I am about 45 mins west of Lake Geneva. Very nice area there, and lots of money in and around it. All the chicago people come up that way. There should be work out that way, but may have to travel a bit. They have Kenosha and Racine an hour to the east. Elkhorn is just 15 mins North of Lake Geneva. So in that area, there could be plenty of work, but she works with the guy in McHenry, IL? They seem to be talking about the same Harleys???
I dunno, and frankly don't care anymore. I do know one thing. I will NEVER sub for an area management company. I have you guys to thank for that. As a matter of fact, I'm gonna try being on my own next year instead of subbing. If you are wondering, I actually get paid 100% of what I am supposed to. And can get it right after the storm if I really needed. usually take my time, and figure since I know the family real well, I don't worry about them not paying. Best friends brother and family own that and concrete business.

Jeff


----------



## Triton Snow Systems (Aug 6, 2004)

I'm pretty sure this is a satalite location for this company. I'm also pretty sure they are based near the Chicago suburbs which we all know the population is adequate to support a substantial snow management company.


----------



## mbella (Dec 29, 2004)

Triton Snow Systems said:


> I'm pretty sure this is a satalite location for this company. I'm also pretty sure they are based near the Chicago suburbs which we all know the population is adequate to support a substantial snow management company.

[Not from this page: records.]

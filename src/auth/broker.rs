//! Credential Broker: caches transient credentials and refreshes them on demand

use super::{CredentialError, Credentials, IdentityExchange, IdentityProof};
use crate::clock::Clock;
use chrono::Duration;
use std::sync::Arc;
use tracing::{debug, info, warn};

/// Owns the current credentials for one authenticated identity
///
/// Retries are not performed here; the orchestrator decides whether and when
/// to call [`CredentialBroker::obtain`] again.
pub struct CredentialBroker {
    exchange: Arc<dyn IdentityExchange>,
    clock: Arc<dyn Clock>,
    proof: Option<IdentityProof>,
    skew: Duration,
    cached: Option<Arc<Credentials>>,
}

impl CredentialBroker {
    pub fn new(
        exchange: Arc<dyn IdentityExchange>,
        clock: Arc<dyn Clock>,
        proof: Option<IdentityProof>,
        skew: Duration,
    ) -> Self {
        Self {
            exchange,
            clock,
            proof,
            skew,
            cached: None,
        }
    }

    /// Return cached credentials while `now < expires_at - skew`, otherwise exchange
    pub async fn obtain(&mut self) -> Result<Arc<Credentials>, CredentialError> {
        if let Some(cached) = &self.cached {
            if cached.is_fresh(self.clock.now(), self.skew) {
                debug!(
                    access_key_id = %cached.access_key_id,
                    expires_at = %cached.expires_at,
                    "Reusing cached credentials"
                );
                return Ok(cached.clone());
            }
            debug!(expires_at = %cached.expires_at, "Cached credentials inside refresh skew");
        }

        self.refresh().await
    }

    /// Drop the cache and exchange unconditionally
    pub async fn force_refresh(&mut self) -> Result<Arc<Credentials>, CredentialError> {
        info!("Forcing credential refresh");
        self.cached = None;
        self.refresh().await
    }

    async fn refresh(&mut self) -> Result<Arc<Credentials>, CredentialError> {
        let proof = self.proof.as_ref().ok_or(CredentialError::Unauthenticated)?;

        let issued = self.exchange.exchange(proof).await.map_err(|e| {
            warn!("Credential exchange failed: {}", e);
            e
        })?;

        if issued.access_key_id.is_empty() || issued.secret_access_key.is_empty() {
            return Err(CredentialError::MissingCredentials);
        }

        let now = self.clock.now();
        if issued.is_expired(now) {
            return Err(CredentialError::Expired {
                expired_at: issued.expires_at,
            });
        }

        info!(
            access_key_id = %issued.access_key_id,
            expires_at = %issued.expires_at,
            has_session_token = issued.session_token.is_some(),
            "Obtained new credentials"
        );

        let issued = Arc::new(issued);
        self.cached = Some(issued.clone());
        Ok(issued)
    }

    /// Currently cached credentials, if any
    pub fn cached(&self) -> Option<Arc<Credentials>> {
        self.cached.clone()
    }

    /// Replace the identity proof (after re-authentication) and drop the cache
    pub fn set_identity(&mut self, proof: IdentityProof) {
        self.exchange.forget_identity();
        self.proof = Some(proof);
        self.cached = None;
    }

    /// Forget the identity and any cached credentials (sign-out)
    pub fn clear(&mut self) {
        self.exchange.forget_identity();
        self.proof = None;
        self.cached = None;
    }

    pub fn has_identity(&self) -> bool {
        self.proof.is_some()
    }
}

No offense, but what is your point in responding to this thread?


----------



## heather lawn spray (Mar 11, 2003)

SkykingHD said:


> Thanks for asking about plane. That is mine also. We have been working an honest snow plowing and salting company for 30+ yrs. I have been a pilot for over 24 yrs. That is what you can have if you work honestly and long hours. The Skyking is for the old TV program Sky King. You might not remember it. It was in black and white. Yes I am that old.
> 
> If you come to our area I can take you for a ride in Cessna and show you the area from a different view. We purchased a new radio stack for plane last year. We now have LNAV/VNAV & LPV approach capability's now. The newest type of GPS on the market for general aviation.
> 
> ...


OUT OF THE BLUE OF THE WESTERN SKY COMES...
I hope you didn,t name it Songbird
yea I'm that old too


----------



## Triton Snow Systems (Aug 6, 2004)

mbella said:


> No offense, but what is your point in responding to this thread?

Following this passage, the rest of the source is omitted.